(Brief):
Here are the records. Write out exactly the lines between the one holding "fan-out, plus the" and the one holding "pub use icon_config::IconConfig;", inclusive.

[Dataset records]
//! Attribute store with observer fan-out
//!
//! The backbone of every configurable surface: named, typed attributes
//! whose changes notify registered observers exactly once per logical
//! change, in registration order, synchronously within `set`.

#![allow(dead_code)]

use std::collections::HashMap;
use std::rc::Rc;

use super::Edge;

/// A typed attribute value.
///
/// Equality drives the no-op-write check: setting an attribute to an
/// equal value is a complete no-op.
#[derive(Debug, Clone, PartialEq)]
pub enum AttrValue {
    Bool(bool),
    Int(i64),
    Float(f64),
    Text(String),
    Edge(Edge),
}

impl AttrValue {
    /// # Panics
    ///
    /// Panics if the value is not a `Bool`. Type mismatches are
    /// programming errors, like unknown keys.
    pub fn as_bool(&self) -> bool {
        match self {
            AttrValue::Bool(v) => *v,
            other => panic!("attribute type mismatch: expected Bool, got {other:?}"),
        }
    }

    pub fn as_int(&self) -> i64 {
        match self {
            AttrValue::Int(v) => *v,
            other => panic!("attribute type mismatch: expected Int, got {other:?}"),
        }
    }

    pub fn as_float(&self) -> f64 {
        match self {
            AttrValue::Float(v) => *v,
            other => panic!("attribute type mismatch: expected Float, got {other:?}"),
        }
    }

    pub fn as_text(&self) -> &str {
        match self {
            AttrValue::Text(v) => v,
            other => panic!("attribute type mismatch: expected Text, got {other:?}"),
        }
    }

    pub fn as_edge(&self) -> Edge {
        match self {
            AttrValue::Edge(v) => *v,
            other => panic!("attribute type mismatch: expected Edge, got {other:?}"),
        }
    }
}

impl From<bool> for AttrValue {
    fn from(v: bool) -> Self {
        AttrValue::Bool(v)
    }
}

impl From<i64> for AttrValue {
    fn from(v: i64) -> Self {
        AttrValue::Int(v)
    }
}

impl From<f64> for AttrValue {
    fn from(v: f64) -> Self {
        AttrValue::Float(v)
    }
}

impl From<&str> for AttrValue {
    fn from(v: &str) -> Self {
        AttrValue::Text(v.to_string())
    }
}

impl From<String> for AttrValue {
    fn from(v: String) -> Self {
        AttrValue::Text(v)
    }
}

impl From<Edge> for AttrValue {
    fn from(v: Edge) -> Self {
        AttrValue::Edge(v)
    }
}

/// One attribute change, as seen by observers.
#[derive(Debug)]
pub struct AttributeChange<'a> {
    pub key: &'a str,
    pub old: &'a AttrValue,
    pub new: &'a AttrValue,
}

/// Implemented by objects interested in attribute changes.
///
/// Notifications run synchronously inside `AttributeStore::set`, so an
/// observer must not try to reach back into the store; the change
/// carries both values it needs.
pub trait Configurable {
    fn attribute_changed(&self, change: &AttributeChange<'_>);
}

/// Side-effect hook attached to a single attribute.
///
/// Runs once at declaration with `(None, &initial)` and on every real
/// change with `(Some(&old), &new)`, before observers are notified.
pub type AttributeHook = Box<dyn FnMut(Option<&AttrValue>, &AttrValue)>;

struct Attribute {
    value: AttrValue,
    hook: Option<AttributeHook>,
}

/// Holds named attribute values and the observers registered against
/// them.
///
/// Unknown keys are programming errors and panic (`get`, `set`);
/// unregistering a never-registered observer is a no-op.
#[derive(Default)]
pub struct AttributeStore {
    attributes: HashMap<String, Attribute>,
    observers: Vec<Rc<dyn Configurable>>,
}

impl AttributeStore {
    pub fn new() -> Self {
        Self::default()
    }

    /// Register an attribute with an optional side-effect hook.
    ///
    /// The hook, if present, runs immediately with `(None, &initial)`.
    /// Redeclaring an existing key is a programming error; the first
    /// declaration wins.
    pub fn declare(
        &mut self,
        key: &str,
        initial: impl Into<AttrValue>,
        hook: Option<AttributeHook>,
    ) {
        debug_assert!(
            !self.attributes.contains_key(key),
            "attribute `{key}` declared twice"
        );
        if self.attributes.contains_key(key) {
            return;
        }
        let initial = initial.into();
        let mut hook = hook;
        if let Some(hook) = hook.as_mut() {
            hook(None, &initial);
        }
        self.attributes
            .insert(key.to_string(), Attribute { value: initial, hook });
    }

    pub fn has_attribute(&self, key: &str) -> bool {
        self.attributes.contains_key(key)
    }

    /// Declared attribute keys, in no particular order.
    pub fn keys(&self) -> impl Iterator<Item = &str> {
        self.attributes.keys().map(String::as_str)
    }

    /// Set an attribute. Equal values are a complete no-op: no hook, no
    /// notification.
    ///
    /// # Panics
    ///
    /// Panics if the key was never declared.
    pub fn set(&mut self, key: &str, value: impl Into<AttrValue>) {
        let value = value.into();
        let Some(attr) = self.attributes.get_mut(key) else {
            panic!("unknown attribute: `{key}`");
        };
        if attr.value == value {
            return;
        }
        let old = std::mem::replace(&mut attr.value, value);
        let Attribute { value, hook } = attr;
        if let Some(hook) = hook.as_mut() {
            hook(Some(&old), value);
        }
        let new = value.clone();

        // Snapshot so an observer unregistering during the fan-out does
        // not skip its peers. Order is registration order.
        let observers: Vec<Rc<dyn Configurable>> = self.observers.clone();
        let change = AttributeChange {
            key,
            old: &old,
            new: &new,
        };
        for observer in observers {
            observer.attribute_changed(&change);
        }
    }

    /// # Panics
    ///
    /// Panics if the key was never declared.
    pub fn get(&self, key: &str) -> &AttrValue {
        match self.attributes.get(key) {
            Some(attr) => &attr.value,
            None => panic!("unknown attribute: `{key}`"),
        }
    }

    pub fn get_bool(&self, key: &str) -> bool {
        self.get(key).as_bool()
    }

    pub fn get_int(&self, key: &str) -> i64 {
        self.get(key).as_int()
    }

    pub fn get_float(&self, key: &str) -> f64 {
        self.get(key).as_float()
    }

    pub fn get_text(&self, key: &str) -> &str {
        self.get(key).as_text()
    }

    pub fn get_edge(&self, key: &str) -> Edge {
        self.get(key).as_edge()
    }

    /// Register an observer. Registering the same `Rc` twice is a
    /// no-op; it is notified once per change.
    pub fn register(&mut self, observer: Rc<dyn Configurable>) {
        if !self.observers.iter().any(|o| same_observer(o, &observer)) {
            self.observers.push(observer);
        }
    }

    /// Unregister an observer. Unknown observers are ignored.
    pub fn unregister(&mut self, observer: &Rc<dyn Configurable>) {
        self.observers.retain(|o| !same_observer(o, observer));
    }

    pub fn is_registered(&self, observer: &Rc<dyn Configurable>) -> bool {
        self.observers.iter().any(|o| same_observer(o, observer))
    }

    pub fn observer_count(&self) -> usize {
        self.observers.len()
    }
}

/// Observer identity is the `Rc` allocation, compared by data pointer.
fn same_observer(a: &Rc<dyn Configurable>, b: &Rc<dyn Configurable>) -> bool {
    std::ptr::eq(
        Rc::as_ptr(a) as *const (),
        Rc::as_ptr(b) as *const (),
    )
}
//! traymotion - animated tray icon rendering engine
//!
//! Renders desktop-panel style tray icons that animate smoothly on
//! size, visibility and attention changes, synchronized with a shared
//! observable configuration:
//! - reactive attribute stores fan configuration changes out to icons
//! - a per-icon state machine interpolates size, alpha and overlays
//! - a compositor layers base image, emblem and arrow onto a canvas
//! - `traymotion preview` renders the pipeline to PNG frames

mod cli;
mod config;
mod icon;
mod item;
mod logging;
mod settings;
mod sources;
mod tray;

use clap::Parser;
use cli::{exit_codes, Cli, Commands};

fn main() {
    let exit_code = run();
    std::process::exit(exit_code);
}

fn run() -> i32 {
    let cli = Cli::parse();

    // Initialize logging
    if let Err(e) = logging::init(cli.verbose, cli.log_level.as_deref()) {
        eprintln!("Failed to initialize logging: {}", e);
        return exit_codes::UNEXPECTED_FAILURE;
    }

    match cli.command {
        Commands::Preview(args) => {
            // The engine is single-threaded and cooperative; a
            // current-thread runtime drives the timer sleeps.
            let rt = match tokio::runtime::Builder::new_current_thread()
                .enable_time()
                .build()
            {
                Ok(rt) => rt,
                Err(e) => {
                    eprintln!("Failed to create runtime: {}", e);
                    return exit_codes::UNEXPECTED_FAILURE;
                }
            };
            rt.block_on(async {
                match cli::preview::run(args).await {
                    Ok(()) => exit_codes::SUCCESS,
                    Err(e) => {
                        eprintln!("Error: {:#}", e);
                        categorize_error(&e)
                    }
                }
            })
        }
        Commands::Info(args) => match cli::info::run(args) {
            Ok(()) => exit_codes::SUCCESS,
            Err(e) => {
                eprintln!("Error: {:#}", e);
                exit_codes::UNEXPECTED_FAILURE
            }
        },
    }
}

/// Categorize an error into the appropriate exit code
fn categorize_error(e: &anyhow::Error) -> i32 {
    let msg = e.to_string().to_lowercase();
    if msg.contains("unknown edge") || msg.contains("invalid") {
        exit_codes::INVALID_ARGUMENTS
    } else {
        exit_codes::UNEXPECTED_FAILURE
    }
}
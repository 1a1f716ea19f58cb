//! Reactive configuration
//!
//! Named, typed attributes with change-notification fan-out, plus the
//! typed configuration objects built on top of them.

pub mod attributes;
pub mod icon_config;
pub mod tray_config;

pub use attributes::{AttrValue, AttributeChange, AttributeStore, Configurable};
pub use icon_config::IconConfig;
pub use tray_config::{TrayConfig, MENUS_LEFT, MENUS_RIGHT};

use serde::{Deserialize, Serialize};

/// Screen edge a tray is docked against.
///
/// Affects the layout axis (vertical trays elongate along y) and where
/// the directional arrow overlay is anchored.
#[derive(Debug, Clone, Copy, PartialEq, Eq, Hash, Default, Serialize, Deserialize)]
#[serde(rename_all = "lowercase")]
pub enum Edge {
    /// Not docked; behaves like a horizontal tray for layout purposes.
    #[default]
    None,
    Top,
    Bottom,
    Left,
    Right,
}

impl Edge {
    /// True for trays laid out along the y axis.
    pub fn is_vertical(&self) -> bool {
        matches!(self, Edge::Left | Edge::Right)
    }

    /// Parse from a CLI-style name
    pub fn from_name(name: &str) -> Option<Self> {
        match name.to_lowercase().as_str() {
            "none" => Some(Edge::None),
            "top" => Some(Edge::Top),
            "bottom" => Some(Edge::Bottom),
            "left" => Some(Edge::Left),
            "right" => Some(Edge::Right),
            _ => None,
        }
    }

    pub fn name(&self) -> &'static str {
        match self {
            Edge::None => "none",
            Edge::Top => "top",
            Edge::Bottom => "bottom",
            Edge::Left => "left",
            Edge::Right => "right",
        }
    }
}

impl std::fmt::Display for Edge {
    fn fmt(&self, f: &mut std::fmt::Formatter<'_>) -> std::fmt::Result {
        write!(f, "{}", self.name())
    }
}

(Output):
//! Named, typed attributes with change-notification fan-out, plus the
//! typed configuration objects built on top of them.

pub mod attributes;
pub mod icon_config;
pub mod tray_config;

pub use attributes::{AttrValue, AttributeChange, AttributeStore, Configurable};
pub use icon_config::IconConfig;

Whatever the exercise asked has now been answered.